Security

What is Trivy, and How to Deploy It in an Enterprise Data Stack?

Last updated on
May 12, 2026

What is Trivy?

Trivy is a popular open-source container vulnerability scanner that detects vulnerabilities in OS packages and application dependencies for various Linux distributions and package managers. Organizations and enterprises appreciate Trivy for its simplicity, comprehensive scanning capabilities, and ease of integration into CI/CD pipelines. Before using Trivy, teams may have struggled with less effective or more complex security scanners, but after implementation, they find it to be one of the most useful and least cumbersome tools in the space. Trivy's ability to scan running workloads, store vulnerability reports as Custom Resource Definitions (CRDs) in Kubernetes, and provide detailed results has made it a preferred choice for many DevOps professionals seeking to enhance their container security practices.

Watch Trivy in action

Why is Trivy better on Shakudo?

While it's an excellent tool on its own, deploying and managing Trivy within your organization can be complex and time-consuming. That's where Shakudo comes in.

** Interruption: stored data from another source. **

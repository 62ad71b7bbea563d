//! The append-only page-event store and presence aggregation.
//!
//! Recording a visit is a single INSERT; answering "here vs. now" is a
//! single SELECT producing both distinct-visitor counts in one pass, so
//! query cost stays bounded regardless of table size.

use std::sync::Arc;

use chrono::{DateTime, Duration, Utc};
use uuid::Uuid;

use herenow_core::error::HereNowError;
use herenow_core::types::{PageVisitEvent, PresenceSnapshot};

use crate::db::Database;

/// A visit to be recorded. Identifiers are optional; missing ones are
/// generated server-side at insert time.
#[derive(Debug, Clone)]
pub struct NewVisit {
    pub domain: String,
    pub path: String,
    pub visitor_id: Option<String>,
    pub session_id: Option<String>,
    pub user_agent: String,
}

/// Append + aggregate access to the page-event log.
pub struct EventStore {
    db: Arc<Database>,
}

impl EventStore {
    pub fn new(db: Arc<Database>) -> Self {
        Self { db }
    }

    /// Record one visit event, stamped with the server clock.
    ///
    /// Returns the stored event, including any identifiers generated
    /// for an anonymous caller.
    pub fn record_visit(&self, visit: NewVisit) -> Result<PageVisitEvent, HereNowError> {
        let event = PageVisitEvent {
            id: Uuid::new_v4(),
            domain: visit.domain,
            path: visit.path,
            visitor_id: visit.visitor_id.unwrap_or_else(|| Uuid::new_v4().to_string()),
            session_id: visit.session_id.unwrap_or_else(|| Uuid::new_v4().to_string()),
            user_agent: visit.user_agent,
            occurred_at: Utc::now(),
        };

        self.db.with_conn(|conn| {
            conn.execute(
                "INSERT INTO page_events (id, domain, path, visitor_id, session_id, user_agent, occurred_at)
                 VALUES (?1, ?2, ?3, ?4, ?5, ?6, ?7)",
                rusqlite::params![
                    event.id.to_string(),
                    event.domain,
                    event.path,
                    event.visitor_id,
                    event.session_id,
                    event.user_agent,
                    event.occurred_at.timestamp(),
                ],
            )
            .map_err(|e| HereNowError::Storage(format!("Failed to insert event: {}", e)))?;
            Ok(())
        })?;

        Ok(event)
    }

    /// Compute the presence snapshot for one (domain, path) pair.
    ///
    /// One pass over the page's rows produces both counts: all-time
    /// distinct visitors ("here") and distinct visitors with an event
    /// at or after `now - window` ("now"). A page with no rows yields
    /// zeros, not an error.
    pub fn aggregate(
        &self,
        domain: &str,
        path: &str,
        now: DateTime<Utc>,
        window: Duration,
    ) -> Result<PresenceSnapshot, HereNowError> {
        let cutoff = (now - window).timestamp();

        let (here, now_count) = self.db.with_conn(|conn| {
            conn.query_row(
                "SELECT COUNT(DISTINCT visitor_id),
                        COUNT(DISTINCT CASE WHEN occurred_at >= ?3 THEN visitor_id END)
                 FROM page_events
                 WHERE domain = ?1 AND path = ?2",
                rusqlite::params![domain, path, cutoff],
                |row| Ok((row.get::<_, i64>(0)?, row.get::<_, i64>(1)?)),
            )
            .map_err(|e| HereNowError::Storage(format!("Failed to aggregate presence: {}", e)))
        })?;

        Ok(PresenceSnapshot {
            domain: domain.to_string(),
            path: path.to_string(),
            here: here as u64,
            now: now_count as u64,
            computed_at: now,
        })
    }

    /// Insert an event with an explicit timestamp. Test-only: lets
    /// window-expiry scenarios backdate activity instead of sleeping.
    #[doc(hidden)]
    pub fn record_visit_at(
        &self,
        domain: &str,
        path: &str,
        visitor_id: &str,
        occurred_at: DateTime<Utc>,
    ) -> Result<(), HereNowError> {
        self.db.with_conn(|conn| {
            conn.execute(
                "INSERT INTO page_events (id, domain, path, visitor_id, session_id, occurred_at)
                 VALUES (?1, ?2, ?3, ?4, ?5, ?6)",
                rusqlite::params![
                    Uuid::new_v4().to_string(),
                    domain,
                    path,
                    visitor_id,
                    Uuid::new_v4().to_string(),
                    occurred_at.timestamp(),
                ],
            )
            .map_err(|e| HereNowError::Storage(format!("Failed to insert event: {}", e)))?;
            Ok(())
        })
    }
}

#[cfg(test)]
mod tests {
    use super::*;

    fn make_store() -> EventStore {
        EventStore::new(Arc::new(Database::in_memory().unwrap()))
    }

    fn visit(domain: &str, path: &str, visitor: &str) -> NewVisit {
        NewVisit {
            domain: domain.to_string(),
            path: path.to_string(),
            visitor_id: Some(visitor.to_string()),
            session_id: Some("sess".to_string()),
            user_agent: String::new(),
        }
    }

    const WINDOW: i64 = 300;

    #[test]
    fn test_unseen_page_yields_zeros() {
        let store = make_store();
        let snap = store
            .aggregate("example.com", "/", Utc::now(), Duration::seconds(WINDOW))
            .unwrap();
        assert_eq!(snap.here, 0);
        assert_eq!(snap.now, 0);
        assert_eq!(snap.domain, "example.com");
        assert_eq!(snap.path, "/");
    }

    #[test]
    fn test_distinct_visitors_counted_once() {
        let store = make_store();
        store.record_visit(visit("example.com", "/", "u1")).unwrap();
        store.record_visit(visit("example.com", "/", "u1")).unwrap();
        store.record_visit(visit("example.com", "/", "u2")).unwrap();

        let snap = store
            .aggregate("example.com", "/", Utc::now(), Duration::seconds(WINDOW))
            .unwrap();
        assert_eq!(snap.here, 2);
        assert_eq!(snap.now, 2);
    }

    #[test]
    fn test_now_excludes_visitors_outside_window() {
        let store = make_store();
        let now = Utc::now();

        // u1 was active 10 minutes ago, u2 just now.
        store
            .record_visit_at("example.com", "/", "u1", now - Duration::seconds(600))
            .unwrap();
        store.record_visit(visit("example.com", "/", "u2")).unwrap();

        let snap = store
            .aggregate("example.com", "/", now, Duration::seconds(WINDOW))
            .unwrap();
        assert_eq!(snap.here, 2);
        assert_eq!(snap.now, 1);
    }

    #[test]
    fn test_now_zero_after_everyone_went_quiet() {
        let store = make_store();
        let now = Utc::now();
        for v in ["u1", "u2"] {
            store
                .record_visit_at("example.com", "/", v, now - Duration::seconds(WINDOW + 1))
                .unwrap();
        }

        let snap = store
            .aggregate("example.com", "/", now, Duration::seconds(WINDOW))
            .unwrap();
        assert_eq!(snap.here, 2);
        assert_eq!(snap.now, 0);
    }

    #[test]
    fn test_window_boundary_is_inclusive() {
        let store = make_store();
        let now = Utc::now();
        store
            .record_visit_at("example.com", "/", "u1", now - Duration::seconds(WINDOW))
            .unwrap();

        let snap = store
            .aggregate("example.com", "/", now, Duration::seconds(WINDOW))
            .unwrap();
        assert_eq!(snap.now, 1);
    }

    #[test]
    fn test_pages_are_isolated() {
        let store = make_store();
        store.record_visit(visit("example.com", "/", "u1")).unwrap();
        store
            .record_visit(visit("example.com", "/blog", "u2"))
            .unwrap();
        store.record_visit(visit("other.com", "/", "u3")).unwrap();

        let snap = store
            .aggregate("example.com", "/", Utc::now(), Duration::seconds(WINDOW))
            .unwrap();
        assert_eq!(snap.here, 1);
    }

    #[test]
    fn test_monotonicity_distinct_new_visitors() {
        let store = make_store();
        store.record_visit(visit("example.com", "/", "u1")).unwrap();

        let before = store
            .aggregate("example.com", "/", Utc::now(), Duration::seconds(WINDOW))
            .unwrap();

        for v in ["u2", "u3", "u4"] {
            store.record_visit(visit("example.com", "/", v)).unwrap();
        }

        let after = store
            .aggregate("example.com", "/", Utc::now(), Duration::seconds(WINDOW))
            .unwrap();
        assert_eq!(after.here, before.here + 3);
        assert_eq!(after.now, before.now + 3);
    }

    #[test]
    fn test_now_never_exceeds_here() {
        let store = make_store();
        let now = Utc::now();
        // A mix of fresh and stale activity, including repeat visitors.
        store.record_visit(visit("example.com", "/", "u1")).unwrap();
        store
            .record_visit_at("example.com", "/", "u1", now - Duration::seconds(900))
            .unwrap();
        store
            .record_visit_at("example.com", "/", "u2", now - Duration::seconds(900))
            .unwrap();
        store.record_visit(visit("example.com", "/", "u3")).unwrap();

        let snap = store
            .aggregate("example.com", "/", now, Duration::seconds(WINDOW))
            .unwrap();
        assert!(snap.now <= snap.here);
        assert_eq!(snap.here, 3);
        assert_eq!(snap.now, 2);
    }

    #[test]
    fn test_generated_ids_when_absent() {
        let store = make_store();
        let event = store
            .record_visit(NewVisit {
                domain: "example.com".to_string(),
                path: "/".to_string(),
                visitor_id: None,
                session_id: None,
                user_agent: "curl/8.0".to_string(),
            })
            .unwrap();

        assert!(!event.visitor_id.is_empty());
        assert!(!event.session_id.is_empty());
        assert_ne!(event.visitor_id, event.session_id);
    }
}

Our platform seamlessly integrates Trivy, allowing you to leverage its robust scanning capabilities without the hassle of manual setup and maintenance. By using Trivy on Shakudo, you get the best of both worlds: the flexibility and transparency of open-source software combined with the ease of use and reliability of a managed platform. Unlike proprietary solutions that may lock you into their ecosystem, Shakudo gives you full control over your data and infrastructure while automating the deployment, updates, and integration of Trivy into your workflows. This means you can focus on addressing vulnerabilities rather than managing the tool itself, ultimately leading to improved security posture and efficiency for your organization.

Trivy Knowledge Base

Trivy Overview

Trivy is an open-source security scanner used to find vulnerabilities, exposed secrets, and configuration issues across container images, source repositories, filesystems, and Kubernetes resources. In customer environments, it gives platform and application teams one practical way to check software before it reaches production.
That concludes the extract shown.